George Turnbull’s Christian Philosophy, volume 2 of his Principles of Moral and Christian Philosophy, was undoubtedly written by a devout Christian, though whether Turnbull throughout his life endorsed the kind of Christianity to be found in volume 2 is doubtful.
It is reasonable to suppose that he did at least begin as a Calvinist, for that was the kind of religion he would have learned from his father, the Church of Scotland minister George Turnbull senior, who was ministering to the Church of Scotland parish of Alloa in the Scottish county of Clackmannanshire when George junior was born.1 We do not know what sort of Calvinist George Turnbull senior was (for Scottish Calvinism covers a broad spectrum of belief), but if George Turnbull the younger began as a Calvinist of the more robust sort, he must have started to move away from this position when still quite young. For in Edinburgh in his later teens, after completing his studies for the arts degree (M.A.), he joined the newly founded Rankenian Club, whose ideological bias toward Lord Shaftesbury did not sit comfortably with Calvinism (though it could be made to sit more or less uncomfortably with it). In 1718 Turnbull tried (under the assumed name Philocles) to start a correspondence with the Irish free thinker John Toland (1670–1722), whose espousal of a form of Spinozistic pantheism2 (or atheism, as many judged it to be) made any hint of agreement with Toland a potentially risky enterprise for a youth wanting to make his way in the world. At about the same time Turnbull wrote a short work on religious toleration which, as he later claimed, was rejected by publishers because, in an age when religious free thought carried with it sanctions of one form or another, the publishers whom Turnbull approached were not prepared to take responsibility for marketing a tract advocating such thinking.
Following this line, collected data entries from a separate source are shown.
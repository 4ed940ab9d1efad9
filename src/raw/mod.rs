/// Camera RAW decoding
///
/// This module handles:
/// - Extracting the largest embedded JPEG preview from a RAW file (preview.rs)
/// - Decoding the sensor data itself when no usable preview exists (loader.rs)

pub mod loader;
pub mod preview;

use image::{DynamicImage, ImageFormat};
use std::path::Path;
use tracing::debug;

use crate::decode::DecodeError;

/// Decode a camera RAW file into a displayable image.
///
/// Tier 1 is the camera's own full-size JPEG preview (fast, already
/// rendered). Tier 2 demosaics the sensor data at half resolution.
pub fn decode(path: &Path) -> Result<DynamicImage, DecodeError> {
    let data = std::fs::read(path)?;

    if let Some(jpeg) = preview::largest_embedded_jpeg(&data) {
        debug!(bytes = jpeg.len(), "using embedded RAW preview");
        return Ok(image::load_from_memory_with_format(&jpeg, ImageFormat::Jpeg)?);
    }

    debug!("no embedded preview, decoding sensor data");
    loader::decode_sensor(path)
        .map(DynamicImage::ImageRgb8)
        .map_err(DecodeError::Raw)
}
//! Embedded preview extraction from RAW files
//! Most cameras store a full-size JPEG rendering next to the sensor data

use image::ImageFormat;

/// Embedded JPEGs smaller than this are thumbnails, not previews
const MIN_PREVIEW_BYTES: usize = 10_000;

/// Scan RAW file bytes for JPEG streams and return the largest one that
/// actually decodes
pub fn largest_embedded_jpeg(buffer: &[u8]) -> Option<Vec<u8>> {
    let mut candidates = scan_jpegs(buffer);

    // Try from largest to smallest
    candidates.sort_by(|a, b| b.len().cmp(&a.len()));

    candidates
        .into_iter()
        .filter(|jpeg| jpeg.len() >= MIN_PREVIEW_BYTES)
        .find(|jpeg| image::load_from_memory_with_format(jpeg, ImageFormat::Jpeg).is_ok())
        .map(|jpeg| jpeg.to_vec())
}

/// Every SOI..EOI byte range in the buffer
fn scan_jpegs(buffer: &[u8]) -> Vec<&[u8]> {
    let jpeg_start = b"\xff\xd8\xff"; // JPEG Start Of Image (SOI)
    let jpeg_end = b"\xff\xd9"; // JPEG End Of Image (EOI)

    let mut found = Vec::new();
    let mut pos = 0;
    while pos + jpeg_start.len() <= buffer.len() {
        if !buffer[pos..].starts_with(jpeg_start) {
            pos += 1;
            continue;
        }

        // Find the corresponding EOI
        match buffer[pos..].windows(2).position(|w| w == jpeg_end) {
            Some(offset) => {
                let end = pos + offset + 2;
                found.push(&buffer[pos..end]);
                pos = end;
            }
            None => break,
        }
    }
    found
}
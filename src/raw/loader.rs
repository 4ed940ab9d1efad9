//! RAW sensor data loader
//!
//! Loads the actual sensor data from RAW files (not embedded JPEGs) and
//! renders it at half resolution: every 2x2 Bayer cell becomes one RGB
//! pixel, so no interpolation is needed.
use image::{Rgb, RgbImage};
use std::path::Path;

/// Display gamma applied to the linear sensor values
const GAMMA: f32 = 1.0 / 2.2;

/// Decode a RAW file's sensor data into an 8-bit sRGB-ish image
pub fn decode_sensor(path: &Path) -> Result<RgbImage, String> {
    let raw_image = rawloader::decode_file(path)
        .map_err(|e| format!("Failed to decode RAW: {:?}", e))?;

    let width = raw_image.width;
    let height = raw_image.height;
    let cpp = raw_image.cpp.max(1);

    // Normalize everything to 0.0-1.0 linear values
    let black = raw_image.blacklevels[0] as f32;
    let range = (raw_image.whitelevels[0] as f32 - black).max(1.0);
    let values: Vec<f32> = match &raw_image.data {
        rawloader::RawImageData::Integer(values) => values
            .iter()
            .map(|&v| ((v as f32 - black) / range).clamp(0.0, 1.0))
            .collect(),
        rawloader::RawImageData::Float(values) => {
            values.iter().map(|&v| v.clamp(0.0, 1.0)).collect()
        }
    };

    if values.len() < width * height * cpp {
        return Err(format!(
            "Sensor data too short: {} values for {}x{}x{}",
            values.len(),
            width,
            height,
            cpp
        ));
    }

    let wb = normalized_white_balance(raw_image.wb_coeffs);

    // Already-demosaiced (linear RGB) files
    if cpp >= 3 {
        let img = RgbImage::from_fn(width as u32, height as u32, |x, y| {
            let base = (y as usize * width + x as usize) * cpp;
            to_pixel([
                values[base] * wb[0],
                values[base + 1] * wb[1],
                values[base + 2] * wb[2],
            ])
        });
        return Ok(img);
    }

    let out_width = width / 2;
    let out_height = height / 2;
    if out_width == 0 || out_height == 0 {
        return Err(format!("RAW image too small: {}x{}", width, height));
    }

    let img = RgbImage::from_fn(out_width as u32, out_height as u32, |x, y| {
        let mut sums = [0.0f32; 3];
        let mut counts = [0u32; 3];

        for dy in 0..2 {
            for dx in 0..2 {
                let row = y as usize * 2 + dy;
                let col = x as usize * 2 + dx;
                // 0 = R, 1 = G, 2 = B, 3 = second green / emerald
                let channel = raw_image.cfa.color_at(row, col).min(3);
                let channel = if channel == 3 { 1 } else { channel };
                sums[channel] += values[row * width + col];
                counts[channel] += 1;
            }
        }

        let mut rgb = [0.0f32; 3];
        for c in 0..3 {
            if counts[c] > 0 {
                rgb[c] = sums[c] / counts[c] as f32 * wb[c];
            }
        }
        to_pixel(rgb)
    });

    Ok(img)
}

/// Normalize as-shot white balance so green = 1.0.
/// Missing or broken coefficients fall back to neutral.
fn normalized_white_balance(coeffs: [f32; 4]) -> [f32; 3] {
    let valid = |v: f32| v.is_finite() && v > 0.0;
    if !(valid(coeffs[0]) && valid(coeffs[1]) && valid(coeffs[2])) {
        return [1.0, 1.0, 1.0];
    }

    let g_ref = coeffs[1];
    [coeffs[0] / g_ref, 1.0, coeffs[2] / g_ref]
}

fn to_pixel(linear: [f32; 3]) -> Rgb<u8> {
    let encode = |v: f32| (v.clamp(0.0, 1.0).powf(GAMMA) * 255.0).round() as u8;
    Rgb([encode(linear[0]), encode(linear[1]), encode(linear[2])])
}

#[cfg(test)]
mod tests {
    use super::*;

    #[test]
    fn test_missing_file_fails() {
        let result = decode_sensor(Path::new("/nonexistent/path.nef"));
        assert!(result.is_err());
    }

    #[test]
    fn test_white_balance_normalization() {
        assert_eq!(normalized_white_balance([2.0, 1.0, 1.5, f32::NAN]), [2.0, 1.0, 1.5]);
        assert_eq!(normalized_white_balance([4.0, 2.0, 3.0, 2.0]), [2.0, 1.0, 1.5]);
        assert_eq!(normalized_white_balance([f32::NAN, 1.0, 1.0, 1.0]), [1.0, 1.0, 1.0]);
        assert_eq!(normalized_white_balance([0.0, 0.0, 0.0, 0.0]), [1.0, 1.0, 1.0]);
    }

    #[test]
    fn test_to_pixel_clamps() {
        assert_eq!(to_pixel([0.0, 1.0, 2.0]), Rgb([0, 255, 255]));
        assert_eq!(to_pixel([-1.0, 0.0, 0.0]), Rgb([0, 0, 0]));
    }
}
//! HTTP/1 front end
//!
//! One accept loop; every connection gets its own task, and every request
//! runs through [`routes::handle`]. The loop exits when the shutdown token
//! is cancelled. Connections already accepted run to completion.

pub mod assets;
pub mod error;
pub mod multipart;
pub mod response;
pub mod routes;

use hyper::server::conn::http1;
use hyper::service::service_fn;
use hyper::Request;
use hyper_util::rt::TokioIo;
use std::convert::Infallible;
use std::sync::Arc;
use tokio::net::TcpListener;
use tokio_util::sync::CancellationToken;
use tracing::{error, info};

use crate::config::Config;
use crate::state::ContentStore;
use crate::upscale::UpscaleExecutor;

/// Everything a request handler needs
pub struct AppState {
    pub config: Arc<Config>,
    pub store: Arc<ContentStore>,
    pub executor: UpscaleExecutor,
}

impl AppState {
    pub fn new(config: Arc<Config>, store: Arc<ContentStore>) -> Self {
        let executor = UpscaleExecutor::from_config(Arc::clone(&config), Arc::clone(&store));
        Self {
            config,
            store,
            executor,
        }
    }
}

/// Serve requests from `listener` until `shutdown` fires
pub async fn serve(listener: TcpListener, state: Arc<AppState>, shutdown: CancellationToken) {
    loop {
        tokio::select! {
            _ = shutdown.cancelled() => {
                info!("shutting down HTTP server");
                break;
            }
            result = listener.accept() => {
                match result {
                    Ok((stream, peer)) => {
                        let io = TokioIo::new(stream);
                        let state = Arc::clone(&state);

                        tokio::spawn(async move {
                            let service = service_fn(move |req: Request<hyper::body::Incoming>| {
                                let state = Arc::clone(&state);
                                async move { Ok::<_, Infallible>(routes::handle(state, req).await) }
                            });

                            if let Err(err) = http1::Builder::new().serve_connection(io, service).await {
                                error!(peer = %peer, "Error serving connection: {:?}", err);
                            }
                        });
                    }
                    Err(e) => {
                        error!("Failed to accept connection: {}", e);
                    }
                }
            }
        }
    }
}

#[cfg(test)]
mod tests {
    use super::*;
    use crate::state::store::tests::open_store;
    use std::time::Duration;

    #[tokio::test]
    async fn test_serve_stops_on_shutdown() {
        let dir = tempfile::tempdir().unwrap();
        let config = Arc::new(Config::rooted_at(dir.path()));
        let store = Arc::new(open_store(dir.path()));
        let state = Arc::new(AppState::new(config, store));

        let listener = TcpListener::bind("127.0.0.1:0").await.unwrap();
        let shutdown = CancellationToken::new();
        let handle = tokio::spawn(serve(listener, state, shutdown.clone()));

        shutdown.cancel();
        tokio::time::timeout(Duration::from_secs(5), handle)
            .await
            .expect("server did not stop")
            .unwrap();
    }
}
Indication of Turnbull’s strength of opinion in the matter is found in a letter he wrote at about this time to the Irish peer Lord Molesworth. In a manner characteristic of Molesworth, Turnbull affirms that “our Colleges are under the Inspection of proud domineering pedantic Priests whose interest it is to train up the youth in a profound veneration of their Senseless metaphysical Creeds & Catechisms, which for this purpose they are daily inured to defend against all Doubters & Enquirers with the greatest bitterness and contempt, in a stiff formal be wildering manner admirably fitted indeed to Enslave young understandings betimes and to beget an early antipathy against all Free thought.”3
It is hard to believe that the Marischal faculty knew about Turnbull’s vigorous advocacy of religious free thought or his broadly sympathetic attitude to Toland. But, in any case, after becoming regent at Marischal College in 1721, Turnbull moved toward a more orthodox position; though not immediately, as witness the fact that the afore mentioned letter to Molesworth was sent a full year after Turnbull had taken up his appointment at the college. The softer position he adopted in his teaching involved emphasis on the central role of revelation in religion, though he did believe, and say, that, to speak generally, the Christian revelation could hold its own under cross-examination before the tribunal of reason since it satisfied criteria of rationality, such as consistency with itself and also with experience.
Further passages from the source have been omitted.